From natural to synthetic hydrogels: how much biochemical complexity is required for mechanotransduction?

Abstract

The biochemical complexity of a material determines the biological response of cells triggered by a cell-material interaction. The degree in which this complexity influences basic cell-material interactions such as cell adhesion, spreading, and mechanotransduction is not entirely clear. To this end, we compared three different hydrogel systems, ranging from completely natural to synthetic, in their ability to induce mechanotransduction in kidney epithelial cells (HK-2). A natural hydrogel system was developed based on a decellularized kidney extracellular matrix (dECM). Supramolecular ureido-pyrimidinone (UPy)-glycinamide molecules, with self-associative behavior, were used for a hybrid and complete synthetic system.

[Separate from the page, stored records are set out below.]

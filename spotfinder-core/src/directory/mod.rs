//! The spot directory: canonical dataset, filtered view, view mode and
//! selection, coordinated over a [`SpotSource`].
//!
//! All operations take `&self`. State lives behind a `RefCell` that is never
//! borrowed across an await point, so several operations may be in flight
//! on one thread at once. When two selections overlap, whichever fetch
//! completes last owns the selection.

use std::{cell::RefCell, fmt, rc::Rc};

use geo::Rect;
use log::{debug, error};

use crate::{
    DifficultyLevel, FilterChange, Filters, ResolvedGallery, SourceError, Spot, SpotId,
    SpotSource, SpotType, SurfaceType, Taxonomies, Taxonomy, TaxonomyEntry, ViewMode, bounds_of,
};

mod events;

pub use events::{DirectoryEvent, SubscriptionId};
use events::Observers;

#[derive(Debug, Default)]
struct DirectoryState {
    spots: Rc<[Spot]>,
    filtered: Rc<[Spot]>,
    taxonomies: Taxonomies,
    filters: Filters,
    loading: bool,
    error: Option<String>,
    view_mode: ViewMode,
    selected: Option<Rc<Spot>>,
}

/// Client-side state of the spot finder.
///
/// # Examples
/// ```
/// use spotfinder_core::{FilterChange, SpotDirectory, ViewMode, test_support::{MemorySource, spot}};
///
/// let source = MemorySource::with_spots([spot("a", "Riverside Park"), spot("b", "Downtown Plaza")]);
/// let directory = SpotDirectory::new(source);
/// # let runtime = tokio::runtime::Builder::new_current_thread().build().expect("runtime");
/// # runtime.block_on(async {
/// directory.initialise().await;
/// # });
///
/// directory.set_filter(FilterChange::SearchTerm(Some("plaza".into())));
/// assert_eq!(directory.filtered_spots().len(), 2);
/// directory.apply_filters();
/// assert_eq!(directory.filtered_spots().len(), 1);
/// assert_eq!(directory.view_mode(), ViewMode::Map);
/// ```
pub struct SpotDirectory<S> {
    source: S,
    state: RefCell<DirectoryState>,
    observers: Observers,
}

impl<S> fmt::Debug for SpotDirectory<S> {
    fn fmt(&self, f: &mut fmt::Formatter<'_>) -> fmt::Result {
        let state = self.state.borrow();
        f.debug_struct("SpotDirectory")
            .field("spots", &state.spots.len())
            .field("filtered", &state.filtered.len())
            .field("loading", &state.loading)
            .field("view_mode", &state.view_mode)
            .field("selected", &state.selected.as_ref().map(|spot| &spot.id))
            .finish_non_exhaustive()
    }
}

impl<S> SpotDirectory<S> {
    /// Create an empty directory in map mode over `source`.
    #[must_use]
    pub fn new(source: S) -> Self {
        Self {
            source,
            state: RefCell::new(DirectoryState::default()),
            observers: Observers::default(),
        }
    }

    /// The data source this directory reads from.
    #[must_use]
    pub const fn source(&self) -> &S {
        &self.source
    }

    /// Canonical dataset as last loaded.
    #[must_use]
    pub fn spots(&self) -> Rc<[Spot]> {
        Rc::clone(&self.state.borrow().spots)
    }

    /// Spots passing the filters as of the last recomputation.
    #[must_use]
    pub fn filtered_spots(&self) -> Rc<[Spot]> {
        Rc::clone(&self.state.borrow().filtered)
    }

    /// All three taxonomy lists.
    #[must_use]
    pub fn taxonomies(&self) -> Taxonomies {
        self.state.borrow().taxonomies.clone()
    }

    /// Spot types as last loaded.
    #[must_use]
    pub fn spot_types(&self) -> Vec<SpotType> {
        self.taxonomy(Taxonomy::SpotType)
    }

    /// Difficulty levels as last loaded.
    #[must_use]
    pub fn difficulty_levels(&self) -> Vec<DifficultyLevel> {
        self.taxonomy(Taxonomy::Difficulty)
    }

    /// Surface types as last loaded.
    #[must_use]
    pub fn surface_types(&self) -> Vec<SurfaceType> {
        self.taxonomy(Taxonomy::Surface)
    }

    fn taxonomy(&self, taxonomy: Taxonomy) -> Vec<TaxonomyEntry> {
        self.state.borrow().taxonomies.entries(taxonomy).to_vec()
    }

    /// Current filter criteria, which may not yet be applied.
    #[must_use]
    pub fn filters(&self) -> Filters {
        self.state.borrow().filters.clone()
    }

    /// Whether a dataset or detail fetch is in progress.
    #[must_use]
    pub fn is_loading(&self) -> bool {
        self.state.borrow().loading
    }

    /// Message of the most recent failure, if not since cleared.
    #[must_use]
    pub fn error(&self) -> Option<String> {
        self.state.borrow().error.clone()
    }

    /// Active view mode.
    #[must_use]
    pub fn view_mode(&self) -> ViewMode {
        self.state.borrow().view_mode
    }

    /// The fully hydrated selected spot.
    #[must_use]
    pub fn selected_spot(&self) -> Option<Rc<Spot>> {
        self.state.borrow().selected.clone()
    }

    /// Rectangle covering the filtered spots, for fitting the map.
    #[must_use]
    pub fn filtered_bounds(&self) -> Option<Rect<f64>> {
        bounds_of(&self.state.borrow().filtered)
    }

    /// Register `callback` for every subsequent [`DirectoryEvent`].
    #[must_use]
    pub fn subscribe<F>(&self, callback: F) -> SubscriptionId
    where
        F: Fn(&DirectoryEvent) + 'static,
    {
        self.observers.subscribe(Rc::new(callback))
    }

    /// Remove a subscription. Returns `false` when `id` was not registered.
    #[must_use]
    pub fn unsubscribe(&self, id: SubscriptionId) -> bool {
        self.observers.unsubscribe(id)
    }

    /// Overwrite one filter criterion. The filtered view is not recomputed.
    pub fn set_filter(&self, change: FilterChange) {
        self.state.borrow_mut().filters.set(change);
        self.notify(&DirectoryEvent::FiltersChanged);
    }

    /// Unset every criterion, then recompute the filtered view.
    pub fn reset_filters(&self) {
        self.state.borrow_mut().filters = Filters::default();
        self.notify(&DirectoryEvent::FiltersChanged);
        self.apply_filters();
    }

    /// Recompute the filtered view from the dataset and current criteria.
    pub fn apply_filters(&self) {
        let filtered: Rc<[Spot]> = {
            let state = self.state.borrow();
            if state.filters.is_active() {
                state.filters.apply(&state.spots).into()
            } else {
                Rc::clone(&state.spots)
            }
        };
        let count = filtered.len();
        debug!("filters applied: {count} spots visible");
        self.state.borrow_mut().filtered = filtered;
        self.notify(&DirectoryEvent::FilteredChanged { count });
    }

    /// Switch view mode. Any mode other than [`ViewMode::Detail`] clears
    /// the selection, even when the mode is unchanged.
    pub fn set_view_mode(&self, mode: ViewMode) {
        let clears_selection = mode != ViewMode::Detail;
        {
            let mut state = self.state.borrow_mut();
            state.view_mode = mode;
            if clears_selection {
                state.selected = None;
            }
        }
        self.notify(&DirectoryEvent::ViewModeChanged(mode));
        if clears_selection {
            self.notify(&DirectoryEvent::SelectionChanged(None));
        }
    }

    /// Drop the selection without touching the view mode.
    pub fn clear_selection(&self) {
        self.state.borrow_mut().selected = None;
        self.notify(&DirectoryEvent::SelectionChanged(None));
    }

    fn set_loading(&self, loading: bool) {
        self.state.borrow_mut().loading = loading;
        self.notify(&DirectoryEvent::LoadingChanged(loading));
    }

    fn set_error(&self, message: Option<String>) {
        self.state.borrow_mut().error.clone_from(&message);
        self.notify(&DirectoryEvent::ErrorChanged(message));
    }

    fn record_failure(&self, context: &str, err: &SourceError) {
        error!("{context}: {err}");
        self.set_error(Some(err.to_string()));
    }

    fn notify(&self, event: &DirectoryEvent) {
        self.observers.notify(event);
    }
}

impl<S> SpotDirectory<S>
where
    S: SpotSource,
{
    /// Fetch every spot and make it both the dataset and the filtered view.
    ///
    /// Filters are not re-applied. On failure the error message is stored
    /// and the previous dataset is kept.
    pub async fn load_dataset(&self) {
        self.set_loading(true);
        self.set_error(None);
        match self.source.list_spots().await {
            Ok(fetched) => {
                let count = fetched.len();
                debug!("loaded {count} spots");
                let spots: Rc<[Spot]> = fetched.into();
                {
                    let mut state = self.state.borrow_mut();
                    state.filtered = Rc::clone(&spots);
                    state.spots = spots;
                }
                self.notify(&DirectoryEvent::DatasetReplaced { count });
                self.notify(&DirectoryEvent::FilteredChanged { count });
                self.set_loading(false);
            }
            Err(err) => {
                self.record_failure("failed to load spots", &err);
                self.set_loading(false);
            }
        }
    }

    /// Fetch spot types, difficulty levels and surface types in that order.
    ///
    /// Each list is stored as it arrives. The first failure stores its
    /// message and stops the chain; lists already stored are kept. Neither
    /// the loading flag nor an existing error is touched on success.
    pub async fn load_taxonomies(&self) {
        for taxonomy in Taxonomy::ALL {
            let fetched = match taxonomy {
                Taxonomy::SpotType => self.source.list_spot_types().await,
                Taxonomy::Difficulty => self.source.list_difficulty_levels().await,
                Taxonomy::Surface => self.source.list_surface_types().await,
            };
            match fetched {
                Ok(entries) => {
                    debug!("loaded {} {taxonomy}", entries.len());
                    self.state
                        .borrow_mut()
                        .taxonomies
                        .replace(taxonomy, entries);
                    self.notify(&DirectoryEvent::TaxonomyReplaced(taxonomy));
                }
                Err(err) => {
                    self.record_failure(&format!("failed to load {taxonomy}"), &err);
                    return;
                }
            }
        }
    }

    /// Select a spot by id, fetching its full detail first.
    ///
    /// `None` or an empty id clears the selection without touching the view
    /// mode. On success the view switches to [`ViewMode::Detail`]; on
    /// failure the error is stored and selection and view mode are kept.
    ///
    /// A successful fetch stores the spot, the detail view mode and the
    /// cleared loading flag in one write before any observer runs.
    pub async fn select_spot(&self, id: Option<SpotId>) {
        let Some(requested) = id.filter(|candidate| !candidate.is_empty()) else {
            self.clear_selection();
            return;
        };
        self.set_loading(true);
        self.set_error(None);
        match self.source.spot_detail(&requested).await {
            Ok(spot) => {
                debug!("selected spot {}", spot.id);
                let selected_id = spot.id.clone();
                {
                    let mut state = self.state.borrow_mut();
                    state.selected = Some(Rc::new(spot));
                    state.view_mode = ViewMode::Detail;
                    state.loading = false;
                }
                self.notify(&DirectoryEvent::SelectionChanged(Some(selected_id)));
                self.notify(&DirectoryEvent::ViewModeChanged(ViewMode::Detail));
                self.notify(&DirectoryEvent::LoadingChanged(false));
            }
            Err(err) => {
                self.record_failure(&format!("failed to load spot {requested}"), &err);
                self.set_loading(false);
            }
        }
    }

    /// Startup sequence: load the dataset, then the taxonomies, then apply
    /// the current filters.
    pub async fn initialise(&self) {
        self.load_dataset().await;
        self.load_taxonomies().await;
        self.apply_filters();
    }

    /// Gallery of the selected spot with photo URLs resolved.
    #[must_use]
    pub fn selected_gallery(&self) -> Option<ResolvedGallery> {
        let spot = self.selected_spot()?;
        Some(spot.gallery().resolve(&self.source, &spot.name))
    }
}

#[cfg(test)]
mod tests;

A hybrid system was engineered by co-assembling this monovalent UPy molecule with a hyaluronic acid, functionalized with ∼7 UPy-groups (UPy-HA), into a transient network. A similar approach was used for the synthetic hydrogel system, in which the multivalent UPy-HA was replaced with a bivalent UPy-PEG molecule with bioinert properties. Both hybrid and synthetic hydrogel systems were more mechanically tunable compared to the dECM hydrogel. The higher bulk stiffness in combination with the introduction of collagen type I mimicking UPy-additives allowed these materials to induce more nuclear yes-associated protein translocation in HK-2 cells compared to the biochemically complex dECM hydrogel. This demonstrated that minimal biochemical complexity is sufficient for inducing mechanotransduction.